__DATA UNDER STUDY__

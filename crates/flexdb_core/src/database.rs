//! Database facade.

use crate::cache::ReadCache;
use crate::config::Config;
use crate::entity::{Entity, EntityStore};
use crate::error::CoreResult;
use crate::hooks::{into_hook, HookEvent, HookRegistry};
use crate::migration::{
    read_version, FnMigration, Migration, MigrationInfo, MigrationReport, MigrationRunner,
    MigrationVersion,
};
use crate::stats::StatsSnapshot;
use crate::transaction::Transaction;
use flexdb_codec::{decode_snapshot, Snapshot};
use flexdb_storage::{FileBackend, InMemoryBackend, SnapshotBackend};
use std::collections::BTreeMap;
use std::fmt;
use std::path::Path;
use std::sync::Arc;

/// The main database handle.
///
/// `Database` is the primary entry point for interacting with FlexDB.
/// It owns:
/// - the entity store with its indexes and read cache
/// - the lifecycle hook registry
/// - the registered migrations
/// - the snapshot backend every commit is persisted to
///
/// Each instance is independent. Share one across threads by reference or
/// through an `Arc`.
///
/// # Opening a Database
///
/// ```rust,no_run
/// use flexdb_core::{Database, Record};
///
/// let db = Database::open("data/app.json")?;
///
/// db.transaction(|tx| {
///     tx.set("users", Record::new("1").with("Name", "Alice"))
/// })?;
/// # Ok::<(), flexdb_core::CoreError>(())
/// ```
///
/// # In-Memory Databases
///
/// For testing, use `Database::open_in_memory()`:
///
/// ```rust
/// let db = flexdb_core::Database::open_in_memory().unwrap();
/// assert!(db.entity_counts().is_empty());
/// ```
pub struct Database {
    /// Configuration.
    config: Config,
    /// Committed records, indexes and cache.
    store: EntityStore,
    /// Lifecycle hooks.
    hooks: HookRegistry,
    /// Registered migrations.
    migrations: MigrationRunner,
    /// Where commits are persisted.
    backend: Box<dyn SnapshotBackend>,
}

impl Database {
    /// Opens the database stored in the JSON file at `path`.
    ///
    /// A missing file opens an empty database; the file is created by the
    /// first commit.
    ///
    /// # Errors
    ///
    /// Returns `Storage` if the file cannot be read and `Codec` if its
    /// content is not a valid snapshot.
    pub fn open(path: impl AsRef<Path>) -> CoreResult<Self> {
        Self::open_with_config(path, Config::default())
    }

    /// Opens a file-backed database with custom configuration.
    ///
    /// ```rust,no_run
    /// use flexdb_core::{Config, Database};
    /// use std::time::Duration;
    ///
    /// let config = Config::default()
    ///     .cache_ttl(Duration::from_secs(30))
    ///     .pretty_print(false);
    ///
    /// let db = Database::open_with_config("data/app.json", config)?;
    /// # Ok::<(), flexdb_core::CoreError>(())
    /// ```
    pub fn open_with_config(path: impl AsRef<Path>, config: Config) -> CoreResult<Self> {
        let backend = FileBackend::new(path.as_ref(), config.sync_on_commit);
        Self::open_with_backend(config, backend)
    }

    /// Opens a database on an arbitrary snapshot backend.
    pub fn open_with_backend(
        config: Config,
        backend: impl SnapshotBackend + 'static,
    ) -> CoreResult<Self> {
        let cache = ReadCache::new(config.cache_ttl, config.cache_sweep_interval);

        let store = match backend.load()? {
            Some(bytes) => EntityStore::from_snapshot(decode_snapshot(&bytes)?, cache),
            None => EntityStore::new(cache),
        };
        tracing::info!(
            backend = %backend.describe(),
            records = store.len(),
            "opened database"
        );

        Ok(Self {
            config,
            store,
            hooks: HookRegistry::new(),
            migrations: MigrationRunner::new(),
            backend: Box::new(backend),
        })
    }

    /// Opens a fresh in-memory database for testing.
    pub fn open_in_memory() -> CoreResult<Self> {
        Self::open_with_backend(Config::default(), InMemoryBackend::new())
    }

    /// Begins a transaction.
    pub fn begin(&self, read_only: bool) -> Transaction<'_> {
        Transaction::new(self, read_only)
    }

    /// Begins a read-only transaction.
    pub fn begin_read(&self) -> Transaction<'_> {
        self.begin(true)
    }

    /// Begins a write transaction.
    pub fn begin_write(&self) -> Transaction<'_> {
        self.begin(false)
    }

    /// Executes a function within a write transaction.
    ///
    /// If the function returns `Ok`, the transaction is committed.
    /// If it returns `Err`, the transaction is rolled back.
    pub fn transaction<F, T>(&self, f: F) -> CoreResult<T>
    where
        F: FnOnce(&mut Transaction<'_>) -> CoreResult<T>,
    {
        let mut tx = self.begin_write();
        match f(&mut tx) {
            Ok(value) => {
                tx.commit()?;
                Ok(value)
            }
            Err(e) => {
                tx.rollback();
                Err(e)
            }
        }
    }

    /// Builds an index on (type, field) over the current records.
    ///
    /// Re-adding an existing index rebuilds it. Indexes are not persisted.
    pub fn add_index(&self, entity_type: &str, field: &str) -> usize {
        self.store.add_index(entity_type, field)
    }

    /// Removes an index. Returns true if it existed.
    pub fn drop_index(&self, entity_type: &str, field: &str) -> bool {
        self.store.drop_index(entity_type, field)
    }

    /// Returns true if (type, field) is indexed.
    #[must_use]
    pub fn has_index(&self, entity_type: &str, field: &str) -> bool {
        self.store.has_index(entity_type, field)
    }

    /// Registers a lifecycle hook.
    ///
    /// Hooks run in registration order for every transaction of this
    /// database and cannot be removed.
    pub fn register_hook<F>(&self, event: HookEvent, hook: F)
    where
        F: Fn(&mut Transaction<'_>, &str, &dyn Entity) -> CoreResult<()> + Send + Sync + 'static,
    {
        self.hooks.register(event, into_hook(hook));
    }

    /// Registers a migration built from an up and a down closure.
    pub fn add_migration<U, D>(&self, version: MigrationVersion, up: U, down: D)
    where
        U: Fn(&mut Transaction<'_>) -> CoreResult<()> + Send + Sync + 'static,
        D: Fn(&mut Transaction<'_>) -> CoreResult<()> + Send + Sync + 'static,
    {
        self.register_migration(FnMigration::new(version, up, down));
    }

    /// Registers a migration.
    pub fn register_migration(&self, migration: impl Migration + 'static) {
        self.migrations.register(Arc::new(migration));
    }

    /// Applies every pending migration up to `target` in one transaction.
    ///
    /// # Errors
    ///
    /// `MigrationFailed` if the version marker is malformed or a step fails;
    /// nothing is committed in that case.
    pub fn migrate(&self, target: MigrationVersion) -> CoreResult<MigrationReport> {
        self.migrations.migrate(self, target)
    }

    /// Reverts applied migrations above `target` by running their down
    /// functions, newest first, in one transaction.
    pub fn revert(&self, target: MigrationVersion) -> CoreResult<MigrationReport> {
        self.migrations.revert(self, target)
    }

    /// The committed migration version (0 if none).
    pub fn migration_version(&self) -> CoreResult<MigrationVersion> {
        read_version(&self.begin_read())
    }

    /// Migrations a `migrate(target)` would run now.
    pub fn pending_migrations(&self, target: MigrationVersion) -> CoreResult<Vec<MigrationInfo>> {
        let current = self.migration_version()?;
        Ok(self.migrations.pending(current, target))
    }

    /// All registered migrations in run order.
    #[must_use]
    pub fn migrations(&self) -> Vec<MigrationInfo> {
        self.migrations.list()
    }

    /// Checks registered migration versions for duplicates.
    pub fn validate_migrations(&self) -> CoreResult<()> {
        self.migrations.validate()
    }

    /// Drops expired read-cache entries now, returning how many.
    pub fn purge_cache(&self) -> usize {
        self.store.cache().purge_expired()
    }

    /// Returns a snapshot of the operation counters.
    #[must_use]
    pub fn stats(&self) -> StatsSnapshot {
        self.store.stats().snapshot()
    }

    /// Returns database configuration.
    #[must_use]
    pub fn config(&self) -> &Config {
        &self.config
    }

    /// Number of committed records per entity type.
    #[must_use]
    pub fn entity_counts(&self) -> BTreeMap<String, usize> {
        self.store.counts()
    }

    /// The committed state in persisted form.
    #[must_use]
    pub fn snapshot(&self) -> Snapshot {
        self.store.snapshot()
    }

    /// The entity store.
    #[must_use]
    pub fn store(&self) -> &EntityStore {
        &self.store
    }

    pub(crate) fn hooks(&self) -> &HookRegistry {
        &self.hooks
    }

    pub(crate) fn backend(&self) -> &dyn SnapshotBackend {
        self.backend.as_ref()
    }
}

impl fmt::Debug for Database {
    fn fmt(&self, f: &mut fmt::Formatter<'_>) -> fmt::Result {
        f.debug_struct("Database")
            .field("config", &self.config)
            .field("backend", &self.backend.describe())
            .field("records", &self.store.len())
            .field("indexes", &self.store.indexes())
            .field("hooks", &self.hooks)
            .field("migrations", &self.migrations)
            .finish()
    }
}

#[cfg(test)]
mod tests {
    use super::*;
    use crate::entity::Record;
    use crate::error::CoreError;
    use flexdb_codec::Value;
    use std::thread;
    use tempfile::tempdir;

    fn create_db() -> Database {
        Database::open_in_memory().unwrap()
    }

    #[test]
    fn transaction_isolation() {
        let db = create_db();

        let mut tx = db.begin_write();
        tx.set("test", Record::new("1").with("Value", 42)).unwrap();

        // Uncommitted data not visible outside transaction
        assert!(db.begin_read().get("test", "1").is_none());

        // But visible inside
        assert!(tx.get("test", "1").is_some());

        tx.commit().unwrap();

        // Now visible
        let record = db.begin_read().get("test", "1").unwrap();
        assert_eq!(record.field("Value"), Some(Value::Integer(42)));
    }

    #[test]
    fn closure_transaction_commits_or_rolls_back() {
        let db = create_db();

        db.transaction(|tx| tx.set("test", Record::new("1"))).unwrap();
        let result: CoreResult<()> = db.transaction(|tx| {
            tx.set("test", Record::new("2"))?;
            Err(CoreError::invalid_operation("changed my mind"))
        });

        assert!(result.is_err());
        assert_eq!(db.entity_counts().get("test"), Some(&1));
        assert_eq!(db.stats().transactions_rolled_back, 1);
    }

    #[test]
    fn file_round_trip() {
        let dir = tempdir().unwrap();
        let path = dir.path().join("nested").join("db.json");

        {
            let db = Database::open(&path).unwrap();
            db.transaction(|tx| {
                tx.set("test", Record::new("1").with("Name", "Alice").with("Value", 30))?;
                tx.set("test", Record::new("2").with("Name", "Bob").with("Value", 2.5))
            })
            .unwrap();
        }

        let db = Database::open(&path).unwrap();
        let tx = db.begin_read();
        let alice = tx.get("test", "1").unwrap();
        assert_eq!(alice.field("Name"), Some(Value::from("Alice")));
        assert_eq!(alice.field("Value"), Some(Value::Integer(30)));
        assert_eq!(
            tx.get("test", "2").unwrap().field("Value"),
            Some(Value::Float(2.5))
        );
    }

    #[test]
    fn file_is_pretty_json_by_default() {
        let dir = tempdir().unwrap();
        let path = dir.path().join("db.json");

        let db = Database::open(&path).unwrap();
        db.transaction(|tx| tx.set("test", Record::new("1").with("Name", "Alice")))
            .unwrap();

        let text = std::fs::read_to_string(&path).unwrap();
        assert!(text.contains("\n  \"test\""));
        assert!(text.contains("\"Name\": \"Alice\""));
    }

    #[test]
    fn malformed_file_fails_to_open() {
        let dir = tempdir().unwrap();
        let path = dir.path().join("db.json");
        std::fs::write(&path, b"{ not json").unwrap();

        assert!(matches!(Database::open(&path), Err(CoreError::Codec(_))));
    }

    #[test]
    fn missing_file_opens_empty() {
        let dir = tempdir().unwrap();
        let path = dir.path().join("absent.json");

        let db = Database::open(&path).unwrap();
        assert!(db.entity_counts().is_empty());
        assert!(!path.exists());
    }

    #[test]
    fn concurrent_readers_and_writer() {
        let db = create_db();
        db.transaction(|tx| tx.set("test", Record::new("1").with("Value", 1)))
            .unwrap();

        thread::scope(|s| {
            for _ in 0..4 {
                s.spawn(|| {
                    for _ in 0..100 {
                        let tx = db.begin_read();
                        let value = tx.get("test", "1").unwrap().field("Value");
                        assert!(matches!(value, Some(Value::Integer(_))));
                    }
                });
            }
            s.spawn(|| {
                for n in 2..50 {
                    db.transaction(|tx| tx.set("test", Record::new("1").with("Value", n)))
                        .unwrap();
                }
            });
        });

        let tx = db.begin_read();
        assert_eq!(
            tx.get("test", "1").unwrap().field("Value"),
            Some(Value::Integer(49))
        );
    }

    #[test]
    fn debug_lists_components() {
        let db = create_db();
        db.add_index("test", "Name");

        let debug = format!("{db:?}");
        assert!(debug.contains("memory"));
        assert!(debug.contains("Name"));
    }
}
* * *
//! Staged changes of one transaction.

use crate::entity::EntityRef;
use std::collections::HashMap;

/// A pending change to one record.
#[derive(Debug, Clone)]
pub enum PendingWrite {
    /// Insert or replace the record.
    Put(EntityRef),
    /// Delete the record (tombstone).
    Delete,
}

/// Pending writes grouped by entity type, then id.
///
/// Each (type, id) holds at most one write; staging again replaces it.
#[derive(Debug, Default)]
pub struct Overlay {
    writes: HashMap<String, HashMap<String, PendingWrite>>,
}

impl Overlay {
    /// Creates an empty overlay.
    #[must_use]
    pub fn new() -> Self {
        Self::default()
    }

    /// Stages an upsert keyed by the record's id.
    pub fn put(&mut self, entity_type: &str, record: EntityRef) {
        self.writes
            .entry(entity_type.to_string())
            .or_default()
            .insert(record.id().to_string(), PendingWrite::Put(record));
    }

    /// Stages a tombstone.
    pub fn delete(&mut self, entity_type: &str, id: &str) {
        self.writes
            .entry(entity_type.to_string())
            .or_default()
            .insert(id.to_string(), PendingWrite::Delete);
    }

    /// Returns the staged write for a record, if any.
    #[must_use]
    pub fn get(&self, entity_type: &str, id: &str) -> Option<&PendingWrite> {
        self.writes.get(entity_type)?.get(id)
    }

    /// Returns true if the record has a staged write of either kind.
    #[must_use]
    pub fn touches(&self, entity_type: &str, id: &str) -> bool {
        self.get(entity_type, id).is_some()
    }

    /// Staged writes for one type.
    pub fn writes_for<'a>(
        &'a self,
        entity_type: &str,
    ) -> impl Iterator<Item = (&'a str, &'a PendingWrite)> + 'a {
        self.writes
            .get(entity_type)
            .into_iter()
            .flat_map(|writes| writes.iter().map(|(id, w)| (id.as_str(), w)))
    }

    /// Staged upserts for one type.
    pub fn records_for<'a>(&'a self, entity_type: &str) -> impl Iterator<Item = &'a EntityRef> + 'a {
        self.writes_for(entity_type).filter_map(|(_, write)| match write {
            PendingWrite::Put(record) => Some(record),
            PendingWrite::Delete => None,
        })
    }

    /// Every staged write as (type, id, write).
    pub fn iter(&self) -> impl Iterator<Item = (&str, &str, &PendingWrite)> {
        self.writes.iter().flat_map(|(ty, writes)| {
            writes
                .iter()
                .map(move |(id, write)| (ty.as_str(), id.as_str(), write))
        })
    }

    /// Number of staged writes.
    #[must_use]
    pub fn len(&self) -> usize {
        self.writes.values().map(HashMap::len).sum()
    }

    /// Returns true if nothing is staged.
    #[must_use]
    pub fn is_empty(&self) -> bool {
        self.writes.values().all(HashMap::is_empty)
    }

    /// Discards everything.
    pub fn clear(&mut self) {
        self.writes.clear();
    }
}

__PROBLEM DESCRIPTION__
Only the lines above that include the word "static" belong in the answer; copy each one.

__RESULT FOR THIS TASK__
        backend: impl SnapshotBackend + 'static,
        F: Fn(&mut Transaction<'_>, &str, &dyn Entity) -> CoreResult<()> + Send + Sync + 'static,
        U: Fn(&mut Transaction<'_>) -> CoreResult<()> + Send + Sync + 'static,
        D: Fn(&mut Transaction<'_>) -> CoreResult<()> + Send + Sync + 'static,
    pub fn register_migration(&self, migration: impl Migration + 'static) {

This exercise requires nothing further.